We lost a lot of good ones this year. Great musicians from all genres of music. To their fans, they were important because of how their work reverberated with what we were each going through at the time. Listening to their music reminds us of where we were and are at. Watching their lives allowed us to live vicariously through their accomplishments. We are made aware of the possibilities by any great art.
For those of us in the music business, some were friends and colleagues. We may have shared a meal or even the stage. We may have travelled together or known those folks at a deeper level, beyond the stage and the media hype. Beyond the music.
More importantly, these folks were family members; Mothers and Fathers, Sons and Daughters, Brothers and Sisters. Those who actually knew these people are suffering their losses at a different and likely a deeper level.
The recent ‘death count’ phenomenon that is happening on Facebook and through social media seems to forget that. It’s become weird. And I have been as guilty of taking part as anyone. Who can be first to post about the death of someone they didn’t even know? I guess by presenting their music to the public and by stepping on stage a Performer kind of signs up for this stuff. We end up belonging to the Public.
Or do we?
I hope to take the lessons and inspiration from these folks, musical or otherwise, and honour their memory by doing so.
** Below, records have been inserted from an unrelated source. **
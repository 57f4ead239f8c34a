use {
    std::{io::IsTerminal, panic::PanicHookInfo, sync::Once},
    tracing_subscriber::{EnvFilter, Layer, prelude::*, util::SubscriberInitExt},
};

/// Initializes tracing setup that is shared between the binaries.
/// `env_filter` has similar syntax to env_logger. It is documented at
/// https://docs.rs/tracing-subscriber/latest/tracing_subscriber/filter/struct.EnvFilter.html
pub fn initialize(env_filter: &str) {
    set_tracing_subscriber(env_filter);
    std::panic::set_hook(Box::new(tracing_panic_hook));
}

/// Like [`initialize`], but can be called multiple times in a row. Later
/// calls are ignored.
///
/// Useful for tests.
pub fn initialize_reentrant(env_filter: &str) {
    // The tracing subscriber below is a global object so initializing it
    // again in the same process by a different thread would fail.
    static ONCE: Once = Once::new();
    ONCE.call_once(|| {
        set_tracing_subscriber(env_filter);
        std::panic::set_hook(Box::new(tracing_panic_hook));
    });
}

fn set_tracing_subscriber(env_filter: &str) {
    let fmt_layer = tracing_subscriber::fmt::layer()
        .with_ansi(std::io::stdout().is_terminal())
        .with_filter(EnvFilter::new(env_filter));
    tracing_subscriber::registry().with(fmt_layer).init();
}

/// Panic hook that prints roughly the same message as the default panic
/// hook but uses tracing::error instead of stderr.
fn tracing_panic_hook(panic: &PanicHookInfo) {
    let thread = std::thread::current();
    let name = thread.name().unwrap_or("<unnamed>");
    let backtrace = std::backtrace::Backtrace::force_capture();
    tracing::error!("thread '{name}' {panic}\nstack backtrace:\n{backtrace}");
}
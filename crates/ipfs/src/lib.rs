//! Resilient access to content addressed data.
//!
//! Public gateways are frequently rate limited, region blocked or plain
//! down, so content is fetched through an ordered gateway fallback list
//! with a bounded timeout per attempt. The pinning client used by the
//! minting flow lives here as well.

pub mod config;
pub mod gateway;
pub mod pin;
pub mod reference;
pub mod url;

pub use {
    config::{IpfsConfig, PinningConfig},
    gateway::{FetchError, GatewayClient, GatewayError},
    pin::{PinError, PinningClient},
    reference::{PUBLIC_GATEWAY, Reference, accessible_url},
};
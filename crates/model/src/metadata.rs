use serde::{Deserialize, Serialize};

/// The off-chain metadata document a token uri points to.
///
/// Real world documents carry plenty of extra fields (attributes,
/// external urls, ...) which are ignored. `name` and `image` are
/// required; a document without them cannot be displayed.
#[derive(Clone, Debug, Default, Eq, PartialEq, Deserialize, Serialize)]
pub struct TokenMetadata {
    pub name: String,
    #[serde(default)]
    pub description: String,
    pub image: String,
}
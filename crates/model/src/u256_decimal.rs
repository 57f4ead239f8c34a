use {
    alloy::primitives::U256,
    serde::{Deserializer, Serializer, de},
    serde_with::{DeserializeAs, SerializeAs},
    std::fmt,
};

pub struct DecimalU256;

impl<'de> DeserializeAs<'de, U256> for DecimalU256 {
    fn deserialize_as<D>(deserializer: D) -> Result<U256, D::Error>
    where
        D: Deserializer<'de>,
    {
        deserialize(deserializer)
    }
}

impl SerializeAs<U256> for DecimalU256 {
    fn serialize_as<S>(source: &U256, serializer: S) -> Result<S::Ok, S::Error>
    where
        S: Serializer,
    {
        serialize(source, serializer)
    }
}

pub fn serialize<S>(value: &U256, serializer: S) -> Result<S::Ok, S::Error>
where
    S: Serializer,
{
    serializer.serialize_str(&value.to_string())
}

pub fn deserialize<'de, D>(deserializer: D) -> Result<U256, D::Error>
where
    D: Deserializer<'de>,
{
    struct Visitor {}
    impl de::Visitor<'_> for Visitor {
        type Value = U256;

        fn expecting(&self, formatter: &mut fmt::Formatter) -> fmt::Result {
            write!(formatter, "a u256 encoded as a decimal encoded string")
        }

        fn visit_str<E>(self, s: &str) -> Result<Self::Value, E>
        where
            E: de::Error,
        {
            U256::from_str_radix(s, 10).map_err(|err| {
                de::Error::custom(format!("failed to decode {s:?} as decimal u256: {err}"))
            })
        }
    }

    deserializer.deserialize_str(Visitor {})
}
use std::{collections::HashMap, sync::OnceLock};

/// Global metrics registry used by all components.
static REGISTRY: OnceLock<prometheus_metric_storage::StorageRegistry> = OnceLock::new();

/// Configure global metrics registry.
///
/// This function allows specifying a common prefix that will be added
/// to all metric names, as well as common labels.
///
/// This function can be called at most once, and it should be done before
/// any call to [`get_registry`], ideally in the very beginning
/// of the `main` function.
///
/// # Panics
///
/// This function panics if it's called twice, or if it's called after
/// any call to [`get_registry`]. This function also panics if registry
/// configuration is invalid.
pub fn setup_registry(prefix: Option<String>, labels: Option<HashMap<String, String>>) {
    let registry = prometheus::Registry::new_custom(prefix, labels).unwrap();
    let storage_registry = prometheus_metric_storage::StorageRegistry::new(registry);
    REGISTRY.set(storage_registry).unwrap();
}

/// Like [`setup_registry`], but can be called multiple times in a row.
/// Later calls are ignored.
///
/// Useful for tests.
pub fn setup_registry_reentrant(prefix: Option<String>, labels: Option<HashMap<String, String>>) {
    let registry = prometheus::Registry::new_custom(prefix, labels).unwrap();
    let storage_registry = prometheus_metric_storage::StorageRegistry::new(registry);
    REGISTRY.set(storage_registry).ok();
}

/// Get the global instance of the metrics registry.
pub fn get_registry() -> &'static prometheus::Registry {
    get_storage_registry().registry()
}

/// Get the global instance of the metric storage registry.
///
/// # Implementation notice
///
/// If the global metrics registry was not configured with
/// [`setup_registry`], it will be initialized using a default value. We
/// could've panicked instead, but panicking creates troubles for unit
/// tests. There is no way to set up a hook that will call
/// [`setup_registry`] before each test, so we'd have to initialize it
/// manually before every test, which is tedious to say the least.
pub fn get_storage_registry() -> &'static prometheus_metric_storage::StorageRegistry {
    REGISTRY.get_or_init(prometheus_metric_storage::StorageRegistry::default)
}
A number of these great artists were here before the ‘cut and paste’ mentality of the music world had integrated every corner of the industry.
I think of someone like Guy Clark, who followed his own path as a writer and performer even while the industry was trying to turn him into a Country music star. So many of his lyrics are quotable for the little life lessons they hold. They speak simple truths and he was a master at doing that. Beautiful simple things.
Always Trust Your Cape…
Looks Like Its Old Friends After All…
I cried for every lesser thing…for whisky, pain and beauty… but he deserved a better tear and I was not quite ready…
I have seen the David, I’ve seen the Mona Lisa too and I have heard Doc Watson play Columbus Stockade Blues…
Ain’t nothing in the world that I like better than bacon and lettuce and homegrown tomatoes…
(insert your favourite Guy Clark line here)
He would even hold off on releasing an album if he thought the music didn’t represent him properly and lost a couple of record deals by doing so. Very inspiring behaviour. He was real. His music and words will live on, no question.
The lesson I learned this year from all this?
I guess it’s to try to continue to hold on to Integrity in my work. It’s not something we talk about much in the music world these days. Everyone is striving to survive what we have been left with after the technological upheaval that brought us the internet and the digital world. The music and the craftsmanship of the music seems to have taken second place to the industry and technology in many cases.
Supreme manipulation through the media has entered all phases of our lives. And that is not only reflected in how music is presented to people but sadly in how our young artists are brought up as well.
New Years resolutions? I’m going to spend my time in the future trying to keep Integrity where it belongs as an Artist and a supporter of Artists. It’s about the music and the message first. I think that’s why the losses this year seem so huge to us as a group. We are quickly losing the examples of integrity and artistry we all signed on for. We need to step up!
I am looking forward to this process and to continuing my work with like minded individuals.
Happy New Year to you all. May you be with friends and family and may you honour those who have moved beyond. May your Music and your work keep you sane and lend a hand to others!